## Task details
In the entries below, find each line with the word "material" and pull it out.

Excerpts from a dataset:

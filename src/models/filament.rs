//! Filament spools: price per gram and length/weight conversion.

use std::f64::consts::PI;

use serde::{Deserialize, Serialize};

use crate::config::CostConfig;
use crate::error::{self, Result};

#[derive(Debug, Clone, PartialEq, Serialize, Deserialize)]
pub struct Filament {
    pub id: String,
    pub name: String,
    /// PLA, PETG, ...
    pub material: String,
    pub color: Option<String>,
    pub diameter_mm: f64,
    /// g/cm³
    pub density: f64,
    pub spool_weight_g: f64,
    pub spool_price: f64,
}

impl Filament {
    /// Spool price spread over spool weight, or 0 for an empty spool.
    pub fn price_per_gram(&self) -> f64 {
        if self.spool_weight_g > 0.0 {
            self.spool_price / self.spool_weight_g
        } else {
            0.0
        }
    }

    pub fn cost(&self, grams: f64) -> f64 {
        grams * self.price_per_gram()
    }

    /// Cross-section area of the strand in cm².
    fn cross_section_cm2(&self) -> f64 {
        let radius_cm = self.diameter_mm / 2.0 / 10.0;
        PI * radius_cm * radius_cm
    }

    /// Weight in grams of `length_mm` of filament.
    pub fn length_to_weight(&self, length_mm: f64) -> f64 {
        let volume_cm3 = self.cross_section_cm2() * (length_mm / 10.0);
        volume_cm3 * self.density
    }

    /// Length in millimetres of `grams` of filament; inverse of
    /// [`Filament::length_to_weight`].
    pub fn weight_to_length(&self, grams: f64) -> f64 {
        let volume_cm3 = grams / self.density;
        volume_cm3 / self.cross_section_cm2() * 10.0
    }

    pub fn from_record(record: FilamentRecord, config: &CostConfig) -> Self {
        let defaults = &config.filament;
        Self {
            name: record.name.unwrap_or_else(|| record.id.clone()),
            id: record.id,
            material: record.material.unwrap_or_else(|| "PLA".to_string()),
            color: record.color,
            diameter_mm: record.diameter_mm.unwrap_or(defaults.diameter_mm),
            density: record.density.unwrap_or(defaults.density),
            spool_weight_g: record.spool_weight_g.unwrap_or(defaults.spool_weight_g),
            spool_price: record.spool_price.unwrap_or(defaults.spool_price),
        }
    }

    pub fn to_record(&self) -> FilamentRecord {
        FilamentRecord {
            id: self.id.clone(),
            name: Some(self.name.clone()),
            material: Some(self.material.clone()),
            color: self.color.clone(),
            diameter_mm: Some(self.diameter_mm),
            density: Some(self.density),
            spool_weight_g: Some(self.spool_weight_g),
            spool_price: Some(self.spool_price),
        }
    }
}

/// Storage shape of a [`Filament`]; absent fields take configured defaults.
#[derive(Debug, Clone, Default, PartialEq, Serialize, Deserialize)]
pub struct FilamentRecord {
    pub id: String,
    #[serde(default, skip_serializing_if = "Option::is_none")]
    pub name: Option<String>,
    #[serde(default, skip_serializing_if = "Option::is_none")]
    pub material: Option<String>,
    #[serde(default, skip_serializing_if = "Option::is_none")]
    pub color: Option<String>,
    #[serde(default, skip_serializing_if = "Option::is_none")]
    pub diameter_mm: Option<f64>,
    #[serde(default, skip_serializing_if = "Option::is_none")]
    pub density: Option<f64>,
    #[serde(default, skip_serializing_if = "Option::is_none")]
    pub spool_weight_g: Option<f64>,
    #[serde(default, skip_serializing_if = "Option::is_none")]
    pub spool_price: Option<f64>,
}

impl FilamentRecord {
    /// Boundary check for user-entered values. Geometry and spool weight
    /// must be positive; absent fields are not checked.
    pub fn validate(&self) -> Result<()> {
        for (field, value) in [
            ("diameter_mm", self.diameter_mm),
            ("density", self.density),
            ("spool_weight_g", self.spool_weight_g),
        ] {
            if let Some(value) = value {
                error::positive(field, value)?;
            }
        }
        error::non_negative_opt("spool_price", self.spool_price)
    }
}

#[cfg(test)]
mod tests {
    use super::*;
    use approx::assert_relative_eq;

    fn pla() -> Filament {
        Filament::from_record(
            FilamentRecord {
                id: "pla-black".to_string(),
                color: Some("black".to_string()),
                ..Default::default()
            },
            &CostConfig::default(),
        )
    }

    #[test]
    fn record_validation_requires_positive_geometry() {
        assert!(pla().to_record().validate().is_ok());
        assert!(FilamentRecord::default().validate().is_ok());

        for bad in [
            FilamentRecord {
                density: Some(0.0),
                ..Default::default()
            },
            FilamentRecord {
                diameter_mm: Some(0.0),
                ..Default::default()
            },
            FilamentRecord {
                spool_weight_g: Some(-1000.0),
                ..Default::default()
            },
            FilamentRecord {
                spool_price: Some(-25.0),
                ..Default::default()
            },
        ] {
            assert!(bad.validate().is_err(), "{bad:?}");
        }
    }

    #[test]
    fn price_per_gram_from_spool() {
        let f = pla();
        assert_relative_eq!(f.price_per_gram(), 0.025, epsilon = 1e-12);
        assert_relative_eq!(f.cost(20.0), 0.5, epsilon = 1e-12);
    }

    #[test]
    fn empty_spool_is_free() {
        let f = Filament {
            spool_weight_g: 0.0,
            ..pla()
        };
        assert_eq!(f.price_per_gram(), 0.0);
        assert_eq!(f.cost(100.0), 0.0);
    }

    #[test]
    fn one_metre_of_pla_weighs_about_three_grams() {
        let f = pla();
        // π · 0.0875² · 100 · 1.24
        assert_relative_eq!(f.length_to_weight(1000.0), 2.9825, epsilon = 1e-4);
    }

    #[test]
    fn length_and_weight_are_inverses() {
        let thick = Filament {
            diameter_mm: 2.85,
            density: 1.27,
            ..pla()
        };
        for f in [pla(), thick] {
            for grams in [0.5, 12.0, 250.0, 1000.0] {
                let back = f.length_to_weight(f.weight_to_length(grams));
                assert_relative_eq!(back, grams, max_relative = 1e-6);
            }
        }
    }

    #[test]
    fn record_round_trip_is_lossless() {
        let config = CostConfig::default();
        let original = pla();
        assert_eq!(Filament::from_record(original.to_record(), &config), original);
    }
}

--

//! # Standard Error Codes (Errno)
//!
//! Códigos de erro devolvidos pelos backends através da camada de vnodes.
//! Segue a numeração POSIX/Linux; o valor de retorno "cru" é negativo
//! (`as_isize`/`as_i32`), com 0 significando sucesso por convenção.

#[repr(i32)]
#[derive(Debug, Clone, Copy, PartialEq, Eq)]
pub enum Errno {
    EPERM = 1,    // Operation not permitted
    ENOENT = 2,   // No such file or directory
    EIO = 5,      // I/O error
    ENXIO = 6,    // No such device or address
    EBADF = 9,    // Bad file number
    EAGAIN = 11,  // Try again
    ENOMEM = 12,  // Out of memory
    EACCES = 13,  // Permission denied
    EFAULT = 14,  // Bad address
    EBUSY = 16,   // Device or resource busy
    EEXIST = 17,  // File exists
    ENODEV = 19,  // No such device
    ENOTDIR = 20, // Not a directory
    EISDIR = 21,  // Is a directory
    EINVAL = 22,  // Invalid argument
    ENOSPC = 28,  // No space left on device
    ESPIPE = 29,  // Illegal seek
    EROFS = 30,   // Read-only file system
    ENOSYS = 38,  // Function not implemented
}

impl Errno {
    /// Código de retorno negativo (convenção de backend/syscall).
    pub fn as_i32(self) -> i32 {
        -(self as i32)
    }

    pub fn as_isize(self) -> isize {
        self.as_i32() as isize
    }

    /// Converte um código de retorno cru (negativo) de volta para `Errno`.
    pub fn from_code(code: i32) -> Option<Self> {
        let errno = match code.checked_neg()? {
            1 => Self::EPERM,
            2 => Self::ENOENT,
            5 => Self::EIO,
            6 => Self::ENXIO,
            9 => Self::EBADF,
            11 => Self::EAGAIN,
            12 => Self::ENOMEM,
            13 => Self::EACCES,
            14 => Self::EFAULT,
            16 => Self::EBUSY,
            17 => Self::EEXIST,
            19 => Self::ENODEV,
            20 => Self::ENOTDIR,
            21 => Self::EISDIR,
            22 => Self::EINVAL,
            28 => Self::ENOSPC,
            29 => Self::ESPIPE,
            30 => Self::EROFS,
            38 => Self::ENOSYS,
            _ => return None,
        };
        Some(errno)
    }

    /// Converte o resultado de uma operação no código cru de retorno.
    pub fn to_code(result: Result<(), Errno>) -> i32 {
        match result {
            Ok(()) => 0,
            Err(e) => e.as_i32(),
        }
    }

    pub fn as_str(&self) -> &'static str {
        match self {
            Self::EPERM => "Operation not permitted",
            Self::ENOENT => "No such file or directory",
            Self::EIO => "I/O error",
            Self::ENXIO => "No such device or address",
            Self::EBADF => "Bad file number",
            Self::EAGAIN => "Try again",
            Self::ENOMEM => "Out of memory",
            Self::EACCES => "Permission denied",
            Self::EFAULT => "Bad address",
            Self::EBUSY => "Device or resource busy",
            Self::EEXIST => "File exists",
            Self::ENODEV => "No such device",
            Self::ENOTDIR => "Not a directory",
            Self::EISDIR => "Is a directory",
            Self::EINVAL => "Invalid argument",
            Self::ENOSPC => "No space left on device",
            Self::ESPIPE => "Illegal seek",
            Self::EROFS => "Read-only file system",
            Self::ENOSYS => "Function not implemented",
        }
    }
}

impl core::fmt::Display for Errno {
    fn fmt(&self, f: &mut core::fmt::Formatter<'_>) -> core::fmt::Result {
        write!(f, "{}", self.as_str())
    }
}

## Result for this task
    pub material: String,
            material: record.material.unwrap_or_else(|| "PLA".to_string()),
            material: Some(self.material.clone()),
    pub material: Option<String>,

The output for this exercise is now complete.